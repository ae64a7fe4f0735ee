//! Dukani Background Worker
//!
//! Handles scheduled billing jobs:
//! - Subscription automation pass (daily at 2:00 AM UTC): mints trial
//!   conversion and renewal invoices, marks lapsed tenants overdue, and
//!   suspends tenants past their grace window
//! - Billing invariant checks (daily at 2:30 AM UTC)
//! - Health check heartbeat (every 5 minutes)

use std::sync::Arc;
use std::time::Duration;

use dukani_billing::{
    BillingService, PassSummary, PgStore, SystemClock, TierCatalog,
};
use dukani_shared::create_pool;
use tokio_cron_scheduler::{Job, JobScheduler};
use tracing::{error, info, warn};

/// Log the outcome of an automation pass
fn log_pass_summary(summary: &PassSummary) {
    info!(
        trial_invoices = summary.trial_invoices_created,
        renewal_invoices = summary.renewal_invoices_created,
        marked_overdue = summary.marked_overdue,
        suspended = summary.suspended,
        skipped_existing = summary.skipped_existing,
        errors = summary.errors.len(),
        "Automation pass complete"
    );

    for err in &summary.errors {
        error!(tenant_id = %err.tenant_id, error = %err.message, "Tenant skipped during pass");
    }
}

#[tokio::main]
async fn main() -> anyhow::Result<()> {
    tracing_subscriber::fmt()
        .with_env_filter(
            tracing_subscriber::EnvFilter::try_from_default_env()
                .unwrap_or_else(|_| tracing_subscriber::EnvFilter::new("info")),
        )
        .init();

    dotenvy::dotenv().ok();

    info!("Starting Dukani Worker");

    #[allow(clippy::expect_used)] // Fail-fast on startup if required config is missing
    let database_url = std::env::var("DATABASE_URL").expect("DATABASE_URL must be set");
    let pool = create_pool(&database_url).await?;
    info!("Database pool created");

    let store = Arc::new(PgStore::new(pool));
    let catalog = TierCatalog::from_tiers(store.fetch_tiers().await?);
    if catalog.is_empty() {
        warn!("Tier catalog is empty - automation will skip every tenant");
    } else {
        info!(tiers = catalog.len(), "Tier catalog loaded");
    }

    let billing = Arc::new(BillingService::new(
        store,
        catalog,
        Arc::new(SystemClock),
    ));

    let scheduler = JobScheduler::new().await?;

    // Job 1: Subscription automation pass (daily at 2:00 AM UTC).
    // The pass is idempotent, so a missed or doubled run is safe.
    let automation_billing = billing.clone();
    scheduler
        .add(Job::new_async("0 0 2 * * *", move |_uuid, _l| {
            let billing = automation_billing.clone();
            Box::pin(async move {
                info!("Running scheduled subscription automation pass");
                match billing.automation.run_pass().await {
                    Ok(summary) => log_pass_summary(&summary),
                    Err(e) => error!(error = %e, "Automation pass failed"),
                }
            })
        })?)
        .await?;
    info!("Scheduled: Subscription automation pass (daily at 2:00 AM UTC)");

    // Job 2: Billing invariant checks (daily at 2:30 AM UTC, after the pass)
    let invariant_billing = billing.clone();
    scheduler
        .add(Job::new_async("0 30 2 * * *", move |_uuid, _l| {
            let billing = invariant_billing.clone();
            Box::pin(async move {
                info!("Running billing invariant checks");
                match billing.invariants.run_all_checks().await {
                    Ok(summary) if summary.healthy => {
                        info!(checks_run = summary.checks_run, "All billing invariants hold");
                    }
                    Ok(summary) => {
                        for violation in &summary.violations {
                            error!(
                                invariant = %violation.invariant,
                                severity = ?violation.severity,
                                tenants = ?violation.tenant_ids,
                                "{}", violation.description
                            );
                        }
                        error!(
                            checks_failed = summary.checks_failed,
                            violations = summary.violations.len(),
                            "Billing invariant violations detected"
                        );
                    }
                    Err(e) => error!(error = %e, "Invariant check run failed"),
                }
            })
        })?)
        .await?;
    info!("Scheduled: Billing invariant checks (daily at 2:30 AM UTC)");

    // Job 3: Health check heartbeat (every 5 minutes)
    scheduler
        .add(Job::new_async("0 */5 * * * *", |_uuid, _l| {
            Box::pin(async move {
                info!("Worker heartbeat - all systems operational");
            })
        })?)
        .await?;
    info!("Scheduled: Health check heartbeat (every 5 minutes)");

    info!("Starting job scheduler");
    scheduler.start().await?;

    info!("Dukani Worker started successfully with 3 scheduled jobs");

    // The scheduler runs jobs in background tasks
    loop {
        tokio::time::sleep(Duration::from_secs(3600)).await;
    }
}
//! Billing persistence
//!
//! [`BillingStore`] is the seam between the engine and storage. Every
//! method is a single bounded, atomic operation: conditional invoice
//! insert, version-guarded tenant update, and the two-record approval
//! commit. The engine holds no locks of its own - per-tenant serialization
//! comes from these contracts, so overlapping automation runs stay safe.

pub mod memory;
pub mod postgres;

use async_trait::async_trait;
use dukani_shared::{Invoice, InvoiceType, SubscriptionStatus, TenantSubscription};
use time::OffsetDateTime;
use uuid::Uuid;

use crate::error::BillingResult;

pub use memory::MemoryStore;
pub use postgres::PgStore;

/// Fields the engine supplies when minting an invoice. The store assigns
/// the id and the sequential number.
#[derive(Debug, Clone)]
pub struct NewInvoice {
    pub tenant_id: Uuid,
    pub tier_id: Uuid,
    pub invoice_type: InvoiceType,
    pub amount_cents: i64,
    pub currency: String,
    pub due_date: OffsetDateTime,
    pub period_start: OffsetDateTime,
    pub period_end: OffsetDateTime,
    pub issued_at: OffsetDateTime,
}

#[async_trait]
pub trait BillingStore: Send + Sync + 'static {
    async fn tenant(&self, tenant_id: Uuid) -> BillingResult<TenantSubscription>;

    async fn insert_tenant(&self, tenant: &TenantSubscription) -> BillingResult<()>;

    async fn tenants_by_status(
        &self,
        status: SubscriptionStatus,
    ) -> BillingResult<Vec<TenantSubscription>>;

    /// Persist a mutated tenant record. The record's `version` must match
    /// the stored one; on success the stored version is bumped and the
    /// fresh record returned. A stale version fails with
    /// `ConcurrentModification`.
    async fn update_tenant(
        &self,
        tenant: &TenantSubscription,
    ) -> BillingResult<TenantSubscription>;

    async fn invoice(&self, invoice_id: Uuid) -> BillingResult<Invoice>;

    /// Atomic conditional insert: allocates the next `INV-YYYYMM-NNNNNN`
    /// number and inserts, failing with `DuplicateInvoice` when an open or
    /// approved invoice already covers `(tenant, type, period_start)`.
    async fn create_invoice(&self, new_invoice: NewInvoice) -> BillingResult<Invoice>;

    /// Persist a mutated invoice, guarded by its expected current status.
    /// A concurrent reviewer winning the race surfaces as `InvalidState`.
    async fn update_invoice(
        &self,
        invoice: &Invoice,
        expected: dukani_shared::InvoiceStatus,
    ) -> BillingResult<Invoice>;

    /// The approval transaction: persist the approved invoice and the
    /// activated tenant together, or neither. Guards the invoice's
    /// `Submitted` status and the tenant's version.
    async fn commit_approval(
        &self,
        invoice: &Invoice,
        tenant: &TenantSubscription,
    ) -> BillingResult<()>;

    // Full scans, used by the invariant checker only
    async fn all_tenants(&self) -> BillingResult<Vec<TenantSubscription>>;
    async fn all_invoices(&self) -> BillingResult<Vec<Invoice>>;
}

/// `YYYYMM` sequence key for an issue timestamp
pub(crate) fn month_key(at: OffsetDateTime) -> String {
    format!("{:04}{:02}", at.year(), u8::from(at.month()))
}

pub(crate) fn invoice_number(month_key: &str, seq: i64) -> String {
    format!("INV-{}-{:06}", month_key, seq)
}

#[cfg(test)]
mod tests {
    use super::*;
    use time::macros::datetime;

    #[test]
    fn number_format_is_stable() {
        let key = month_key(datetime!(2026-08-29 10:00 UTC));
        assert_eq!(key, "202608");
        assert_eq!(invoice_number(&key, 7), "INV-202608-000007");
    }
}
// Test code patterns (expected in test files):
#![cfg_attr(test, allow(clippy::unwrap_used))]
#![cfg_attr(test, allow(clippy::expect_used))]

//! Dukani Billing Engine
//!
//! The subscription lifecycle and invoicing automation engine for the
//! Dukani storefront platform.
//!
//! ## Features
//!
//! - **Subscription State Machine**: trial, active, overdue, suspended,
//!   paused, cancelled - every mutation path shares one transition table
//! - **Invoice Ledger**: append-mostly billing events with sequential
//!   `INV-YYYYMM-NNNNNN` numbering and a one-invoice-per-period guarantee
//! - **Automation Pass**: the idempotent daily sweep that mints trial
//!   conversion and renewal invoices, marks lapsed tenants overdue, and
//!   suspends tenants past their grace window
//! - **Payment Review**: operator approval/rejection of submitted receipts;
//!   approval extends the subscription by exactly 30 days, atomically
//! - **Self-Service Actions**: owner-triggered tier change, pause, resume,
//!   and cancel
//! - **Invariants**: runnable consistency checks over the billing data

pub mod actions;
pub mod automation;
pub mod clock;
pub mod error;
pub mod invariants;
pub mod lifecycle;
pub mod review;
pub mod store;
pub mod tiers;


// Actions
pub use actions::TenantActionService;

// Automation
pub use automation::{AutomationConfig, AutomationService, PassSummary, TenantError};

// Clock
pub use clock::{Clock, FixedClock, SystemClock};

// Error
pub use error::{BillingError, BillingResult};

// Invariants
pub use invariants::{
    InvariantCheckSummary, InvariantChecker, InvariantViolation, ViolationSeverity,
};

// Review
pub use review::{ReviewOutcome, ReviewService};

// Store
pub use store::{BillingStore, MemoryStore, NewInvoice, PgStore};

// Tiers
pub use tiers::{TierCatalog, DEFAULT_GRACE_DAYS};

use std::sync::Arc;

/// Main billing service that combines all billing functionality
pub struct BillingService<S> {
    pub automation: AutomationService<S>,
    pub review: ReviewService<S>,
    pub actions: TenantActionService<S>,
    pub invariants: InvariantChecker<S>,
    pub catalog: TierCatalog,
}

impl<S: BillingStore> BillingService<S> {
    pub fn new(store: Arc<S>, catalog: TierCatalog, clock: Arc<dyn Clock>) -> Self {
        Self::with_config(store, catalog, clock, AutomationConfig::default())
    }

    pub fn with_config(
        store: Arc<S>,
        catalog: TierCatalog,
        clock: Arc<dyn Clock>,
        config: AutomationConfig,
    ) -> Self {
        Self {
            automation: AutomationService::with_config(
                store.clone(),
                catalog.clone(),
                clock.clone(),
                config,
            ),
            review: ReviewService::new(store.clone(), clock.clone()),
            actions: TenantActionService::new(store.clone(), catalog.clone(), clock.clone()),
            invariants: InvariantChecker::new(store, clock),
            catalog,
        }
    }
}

[Problem description] Everything from the line with "all billing functionality" through the last line of the entries is to be written out again, unchanged; nothing else belongs in the answer.

[Problem solution]
/// Main billing service that combines all billing functionality
pub struct BillingService<S> {
    pub automation: AutomationService<S>,
    pub review: ReviewService<S>,
    pub actions: TenantActionService<S>,
    pub invariants: InvariantChecker<S>,
    pub catalog: TierCatalog,
}

impl<S: BillingStore> BillingService<S> {
    pub fn new(store: Arc<S>, catalog: TierCatalog, clock: Arc<dyn Clock>) -> Self {
        Self::with_config(store, catalog, clock, AutomationConfig::default())
    }

    pub fn with_config(
        store: Arc<S>,
        catalog: TierCatalog,
        clock: Arc<dyn Clock>,
        config: AutomationConfig,
    ) -> Self {
        Self {
            automation: AutomationService::with_config(
                store.clone(),
                catalog.clone(),
                clock.clone(),
                config,
            ),
            review: ReviewService::new(store.clone(), clock.clone()),
            actions: TenantActionService::new(store.clone(), catalog.clone(), clock.clone()),
            invariants: InvariantChecker::new(store, clock),
            catalog,
        }
    }
}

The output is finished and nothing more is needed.